という悩み相談のメールをAV男優の金子真一郎(観念絵夢)氏からいただきましたので、それにお答えをしながら勧めて行きたいと思います。
 
このところ作品などであまりお見かけしないと思っていた、AV男優の金子真一郎(観念絵夢)氏でしたが、ご苦労なさっているようですね。浮き沈みの激しい業界のこと、特に男優さんは自らの精力にもある程度の限界があろうし、本当は女優と同じく主役でありながら、ギャラも評価も異常に低い、一種の職業上の宿命みたいなものを担っていて、筆者は変な意味でなく、陰ながら注目と同情を申し上げている次第です。正直に言えば、作品評価の中では金子氏だけでなく男優さん全般に厳しい評価をしていますが、これは、抜く抜かないの大事なところで、今度は見る者の僕らの宿命として、その男優さんの射精力などに「迫力」なり「興奮」なりを全面的に気持の上で託しているわけで、女の子達の姿態だけで抜けるというわけでもないわけです。そういう、ある種の共犯関係(?)にあるわけなので、男優さんの所業も、その作品の良し悪しの重責を担っています。だから評価も(特に筆者は恐らく他のライターの方々よりも)厳しいです。「必要不可欠な存在」なのに、見る者の抜く行為の「邪魔にならない存在」。実はこれほど難しい話はないんで、そういう気まぐれでわがままな愛好家達を相手に、文字通り、自分の身体や精力を日々削ってまでする過酷な仕事<男優>さん。老化して体力の限界を日々痛感している筆者にとって、本当に大変な、そしてまた不可思議な仕事だと、ご推察しております。

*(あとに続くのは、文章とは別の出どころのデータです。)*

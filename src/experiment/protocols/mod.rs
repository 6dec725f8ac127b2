//! Scan protocols and the experiments that launch them.
//!
//! Each submodule pairs an experiment module (properties, collaborator
//! binding, controller-side handling of updates) with the protocol it runs on
//! the scan task:
//!
//! | Module | Protocol |
//! |---|---|
//! | [`fsrs_scan::FsrsScan`] | ground/excited spectra over sets × delay points |
//! | [`acquire::FsrsAcquire`] | repeated bursts at a fixed delay, or continuous focus mode |
//! | [`xc_scan::XcScan`] | cross-correlation map, one row per delay |
//! | [`daq_scan::DaqScan`] | scalar input versus stage position |
//! | [`monitor::DaqMonitor`] | long scalar record with drift detection |
//! | [`grid_optimize::GridOptimize`] | shrinking grid search of two actuators for an input minimum |
//!
//! Protocols observe the [`ScanContext`] cancel token at every wait. Whatever
//! `run` returns, the runner calls `cleanup` exactly once afterwards.

pub mod acquire;
pub mod daq_scan;
pub mod fsrs_scan;
pub mod grid_optimize;
pub mod monitor;
pub mod xc_scan;

use async_trait::async_trait;
use std::path::{Path, PathBuf};
use tracing::warn;

use crate::error::AppResult;
use crate::experiment::context::ScanContext;
use crate::experiment::events::{ReferenceTrace, ShutterState};
use crate::hardware::capabilities::{Camera, Output};
use crate::hardware::registry::Bound;
use crate::hardware::{OutputValue, SpectrumFrame};

pub use acquire::FsrsAcquire;
pub use daq_scan::DaqScan;
pub use fsrs_scan::FsrsScan;
pub use grid_optimize::GridOptimize;
pub use monitor::DaqMonitor;
pub use xc_scan::XcScan;

/// Device choreography executed on the scan task.
#[async_trait]
pub trait ScanProtocol: Send {
    /// Run until done, cancelled or failed.
    ///
    /// Returning `Ok` after observing cancellation is the normal stop path.
    async fn run(&mut self, ctx: &ScanContext) -> AppResult<()>;

    /// Put the hardware back: axis home, shutter closed, settings restored.
    ///
    /// Runs after `run` on every exit path, including errors and panics.
    async fn cleanup(&mut self, ctx: &ScanContext) -> AppResult<()>;

    /// Sets that ran to completion.
    fn completed_sets(&self) -> usize;

    /// Averaged reference signal, when one was recorded.
    fn reference(&self) -> Option<ReferenceTrace> {
        None
    }
}

/// Command a shutter state.
pub(crate) async fn set_shutter(shutter: &Bound<dyn Output>, state: ShutterState) -> AppResult<()> {
    shutter
        .device()
        .write(OutputValue::Digital(state.is_open()))
        .await?;
    Ok(())
}

/// Read one chopped burst, logging degraded frames that were not caused by
/// a stop request.
pub(crate) async fn acquire_spectrum(
    camera: &Bound<dyn Camera>,
    frames: usize,
    ctx: &ScanContext,
) -> AppResult<SpectrumFrame> {
    let frame = camera
        .device()
        .read_n_frames(frames, ctx.cancel_token())
        .await?;
    if frame.degraded && !ctx.is_cancelled() {
        warn!(
            experiment = ctx.experiment(),
            camera = camera.label(),
            frames,
            "camera returned a placeholder frame"
        );
    }
    Ok(frame)
}

/// Empty choice list for collaborator properties filled during binding.
pub(crate) const NO_CHOICES: [&str; 0] = [];

/// Directory named by a path property; empty means the working directory.
pub(crate) fn output_dir(text: &str) -> PathBuf {
    let trimmed = text.trim();
    if trimmed.is_empty() {
        PathBuf::from(".")
    } else {
        PathBuf::from(trimmed)
    }
}

/// `{stem}_{index}{ext}` next to `path`; the extension defaults to `.txt`.
pub(crate) fn indexed_path(path: &Path, index: usize) -> PathBuf {
    let stem = path
        .file_stem()
        .map(|s| s.to_string_lossy().into_owned())
        .unwrap_or_default();
    let ext = path
        .extension()
        .map(|e| format!(".{}", e.to_string_lossy()))
        .unwrap_or_else(|| ".txt".to_string());
    path.with_file_name(format!("{stem}_{index}{ext}"))
}

#[cfg(test)]
pub(crate) mod testing {
    use std::sync::Arc;
    use tokio::sync::mpsc;
    use uuid::Uuid;

    use crate::config::{StageConfig, TimingConfig};
    use crate::experiment::context::ScanContext;
    use crate::experiment::events::{ScanEvent, ScanMessage};
    use crate::experiment::Experiment;
    use crate::hardware::cancel::CancelToken;
    use crate::hardware::chopper::ChopperSettings;
    use crate::hardware::mock::{DummyAxis, DummyCamera, DummySensor, DummyShutter};
    use crate::hardware::registry::ModuleRegistry;
    use crate::modules::{ModuleEntry, ModuleStatus};

    /// Pixel count of the bench camera.
    pub(crate) const BENCH_WIDTH: usize = 8;

    /// Camera, sensor, axis and shutter followed by one experiment, all
    /// initialized in load order.
    pub(crate) struct Bench {
        pub(crate) registry: ModuleRegistry,
        pub(crate) camera: Arc<DummyCamera>,
        pub(crate) sensor: Arc<DummySensor>,
        pub(crate) axis: Arc<DummyAxis>,
        pub(crate) shutter: Arc<DummyShutter>,
    }

    impl Bench {
        pub(crate) async fn new(experiment: ModuleEntry) -> Self {
            let chopper = ChopperSettings {
                settle_frames: 0,
                ..ChopperSettings::default()
            };
            let camera = Arc::new(DummyCamera::with_settings(BENCH_WIDTH, chopper).unwrap());
            let sensor = Arc::new(DummySensor::new().unwrap());
            let axis = Arc::new(DummyAxis::new().unwrap());
            let shutter = Arc::new(DummyShutter::new().unwrap());
            let registry = ModuleRegistry::new(vec![
                ModuleEntry::camera(camera.clone()),
                ModuleEntry::input(sensor.clone()),
                ModuleEntry::axis(axis.clone()),
                ModuleEntry::output(shutter.clone()),
                experiment,
            ]);
            for position in 0..registry.len() {
                let module = registry.get(position).unwrap();
                module
                    .module()
                    .initialize(&registry.binding_context(position))
                    .await
                    .unwrap();
                module.set_status(ModuleStatus::Ready);
            }
            Self {
                registry,
                camera,
                sensor,
                axis,
                shutter,
            }
        }
    }

    /// Context with immediate timing and a roomy event channel.
    pub(crate) fn context(experiment: &str) -> (ScanContext, mpsc::Receiver<ScanMessage>) {
        let (tx, rx) = mpsc::channel(256);
        let ctx = ScanContext::new(
            Uuid::new_v4(),
            experiment,
            CancelToken::new(),
            tx,
            TimingConfig::immediate(),
            StageConfig::default(),
        );
        (ctx, rx)
    }

    /// Drain queued events, applying updates and status lines the way the
    /// controller does.
    pub(crate) fn apply_events(
        rx: &mut mpsc::Receiver<ScanMessage>,
        experiment: &dyn Experiment,
    ) -> Vec<ScanEvent> {
        let mut events = Vec::new();
        while let Ok(message) = rx.try_recv() {
            match &message.event {
                ScanEvent::Update(update) => experiment.on_update(update).unwrap(),
                ScanEvent::Status { text } => experiment.on_status(text).unwrap(),
                _ => {}
            }
            events.push(message.event);
        }
        events
    }
}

 ちなみに氏は「自分の好きなことを仕事にしていいのかと葛藤ある日々です」とありますが、先人の仕事選びについてこんな考えがあります。好きな仕事につけるというのは全労働人口の(恐らく)1%にも満たない恵まれたことだから、最後の最後までなにがあってもやり通せ、という(割と誰もが思う)考え方と、一番目に好きなこと、二番目に好きなこと、三番目に好きなことがある場合、それを趣味としてとっておきたいのなら、二番目か三番目に好きなことを仕事にしなさい。なぜなら一番好きなことを仕事にすると「純粋に」楽しめなくなるからだ、と。どちらがいい悪いでなく、考え方次第だと思いますが、これもちなみに、筆者は(漠然と思春期の頃に思った)将来は無名でもいいからもの書きになりたいという夢を、こうして29年間も続けてくることができました。途中、辞めようと思ったことはありません。年収8万円なんてことが何年も続くこともありました。それでもやめなかったのは、やっぱり(ありきたりですが)書くことが楽しいからでした。今から考えると、そんな将来の保障も展望もない筆者のわがままを許し、現実に経済的に支えてくれた家族や精神的に支えてくれた雑誌その他の各編集部、各編集者の方達の存在は何だか奇跡に近いようなものがあるような気がしています。筆者は金子氏の立場よりかなり恵まれていて、氏の葛藤はもっと奥深いものかもしれませんが、今、自分が生きているのが「奇跡」だと実感することができるのであれば、迷いの幾つかは消えるのではないかと思うのですが。あとちょっと厳しいことかもしれませんが、後半の文章に「お金」を払うのはいつも「男」で、「不当に損しているように感じ、腑に落ちません」とありますが、この世にはお金とか損得だけで仕事をしている人達ばかりではありませんし、むしろ金子さんのいられるAV業界にこそ、お金や損得だけで働いているわけではない「人々」が居そうな気がしますが。もしAV業界がお金や損得だけでの(筆者が考えている以上に)打算や利害だけでの世界だったら、こんなに発展してこなかったような気もするのですが。これはあまりに青臭く、現実のAV業界の裏側を知らない者のタワ事なのでしょうか!?

 別の側面から言うと、例えば男が女にお金を払って何らかのその関係を成立させる場合、男にできることは、そのお金の金額以上の「価値」を自ら精神的に構築する以外にありません。1万円払って1万円以上の価値があったと感じられれば、それでいいのです。虚しいし(笑)自己満みたいですが(笑)、実際、この方法しかないような気がします。